Me tomé un minuto para responder, mirándola pensativo. Esta decisión era importante, no para mí, sino para ella. Sería difícil rechazarla, sobre todo porque me recordaba vagamente a mí cuando conocí a mi abuelo. Estaba perdido y solo, y él fue quien me ayudó a salir de ese abismo. Siento que estoy en esa misma situación ahora. Tampoco perdería nada en ayudarla; incluso podría ser beneficioso tener una compañera de viaje, como lo fue para mí en su momento. Tras fingir un poco que estaba pensando, le respondí con una gran sonrisa, pero sentía que no estaba siendo del todo honesto con ella. Aun así, seguí adelante.

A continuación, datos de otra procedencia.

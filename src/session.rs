//! Conversation session state
//!
//! The session is either waiting for the wake word or inside a conversation
//! window. The conversation window carries the time of the last successful
//! interaction, so an inactivity timestamp exists exactly when a conversation
//! does.

use std::time::Duration;

use tokio::time::Instant;

/// Default inactivity window before a conversation ends
pub const CONVERSATION_TIMEOUT: Duration = Duration::from_secs(30);

/// Listening mode of the session
#[derive(Debug, Clone, Copy, PartialEq, Eq)]
pub enum Mode {
    /// Passive listening for the wake word
    WakeWaiting,
    /// Every utterance is a command for the agent
    Conversation {
        /// Time of the last wake acknowledgment or completed command
        last_interaction: Instant,
    },
}

impl Mode {
    /// Short label used in logs and traces
    #[must_use]
    pub const fn label(&self) -> &'static str {
        match self {
            Self::WakeWaiting => "wake_waiting",
            Self::Conversation { .. } => "conversation",
        }
    }
}

/// The long-lived interaction session
#[derive(Debug, Clone)]
pub struct Session {
    mode: Mode,
    timeout: Duration,
}

impl Default for Session {
    fn default() -> Self {
        Self::new(CONVERSATION_TIMEOUT)
    }
}

impl Session {
    /// Create a session waiting for the wake word
    #[must_use]
    pub const fn new(timeout: Duration) -> Self {
        Self {
            mode: Mode::WakeWaiting,
            timeout,
        }
    }

    /// Current mode
    #[must_use]
    pub const fn mode(&self) -> Mode {
        self.mode
    }

    /// Inactivity window for conversations
    #[must_use]
    pub const fn timeout(&self) -> Duration {
        self.timeout
    }

    /// Whether a conversation is active
    #[must_use]
    pub const fn is_conversation(&self) -> bool {
        matches!(self.mode, Mode::Conversation { .. })
    }

    /// Time of the last interaction, if in a conversation
    #[must_use]
    pub const fn last_interaction(&self) -> Option<Instant> {
        match self.mode {
            Mode::WakeWaiting => None,
            Mode::Conversation { last_interaction } => Some(last_interaction),
        }
    }

    /// Enter conversation mode after the wake word was heard
    pub fn wake(&mut self, now: Instant) {
        tracing::info!(from = self.mode.label(), "entering conversation mode");
        self.mode = Mode::Conversation {
            last_interaction: now,
        };
    }

    /// Record a completed command, restarting the inactivity window
    ///
    /// Has no effect while waiting for the wake word
    pub fn record_interaction(&mut self, now: Instant) {
        if let Mode::Conversation { last_interaction } = &mut self.mode {
            *last_interaction = now;
        }
    }

    /// Whether the conversation has been idle for longer than the timeout
    #[must_use]
    pub fn is_idle(&self, now: Instant) -> bool {
        self.last_interaction()
            .is_some_and(|last| now.saturating_duration_since(last) > self.timeout)
    }

    /// Return to wake word mode if the conversation has gone idle
    ///
    /// Returns true if the session transitioned
    pub fn expire_if_idle(&mut self, now: Instant) -> bool {
        if !self.is_idle(now) {
            return false;
        }

        tracing::info!(
            timeout_secs = self.timeout.as_secs(),
            "no input in conversation mode, returning to wake word mode"
        );
        self.mode = Mode::WakeWaiting;
        true
    }
}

— Lo haré, te llevaré a Ymir, pero —levanté un dedo— primero tengo cosas que hacer y compromisos que cumplir. Te prometo que te llevaré. Verás Ymir otra vez, solo confía en mí —le extendí mi mano, proponiéndole un trato como buen maquinista que soy.
Tália miró mi mano extendida con duda. No la iba a forzar; si no estaba segura, no tenía por qué hacerlo.
— Si no estás segura, no lo hagas. El viaje puede ser peligroso, y lo que veas en Ymir puede no gustarte. Pero habrá toda una aventura de por medio, te lo aseguro —afirmé con una sonrisa, manteniendo mi mano extendida—. ¿Aceptas el viaje?
Ella me miró, escéptica. Pero después de ver que no retiraba mi mano, tomó aire, cerró los ojos con fuerza y finalmente tomó mi mano.
— ¡Acepto, Bullet! ¡Llévame a Ymir, y vivamos todas las aventuras que podamos! —exclamó con una cara llena de seguridad y felicidad—. Solo te pido que tengas paciencia conmigo, aprendo lento.
Ante esas palabras, solo pude acariciar un poco más su cabeza, esta vez con más cuidado por sus erguidas orejas, que levantaban la tela de la capucha, asemejándose a dos varillas en una tienda de campaña.
— Te lo prometo, seré paciente durante nuestro viaje —le aseguré con una sonrisa, sincerando mi tono—. Gracias por aceptar ser mi compañera mientras dure esta aventura. Ahora, si no te molesta, creo que deberíamos ponernos en marcha. La noche ya ha caído, y no es seguro quedarnos aquí a la intemperie.
— No podemos enfermarnos con todo lo que está por venir, ¿verdad? —afirmó mientras se levantaba y me extendía firmemente su mano.
— ¡Correcto! —le respondí, tomándola de la mano y levantándome del banco.
A partir de esta noche, Tália y yo éramos compañeros. Ansiaba ver lo que nos deparaba el futuro.
— Abuelo... —comencé a murmurar en cuanto Tália se alejó unos pasos por delante—. Cuídanos desde donde estés. Tu nieto está encontrando el camino para seguir adelante. Solo síguelo apoyando en esto —finalicé, mirando el estrellado cielo nocturno antes de adentrarme junto a Tália en la oscuridad de la noche.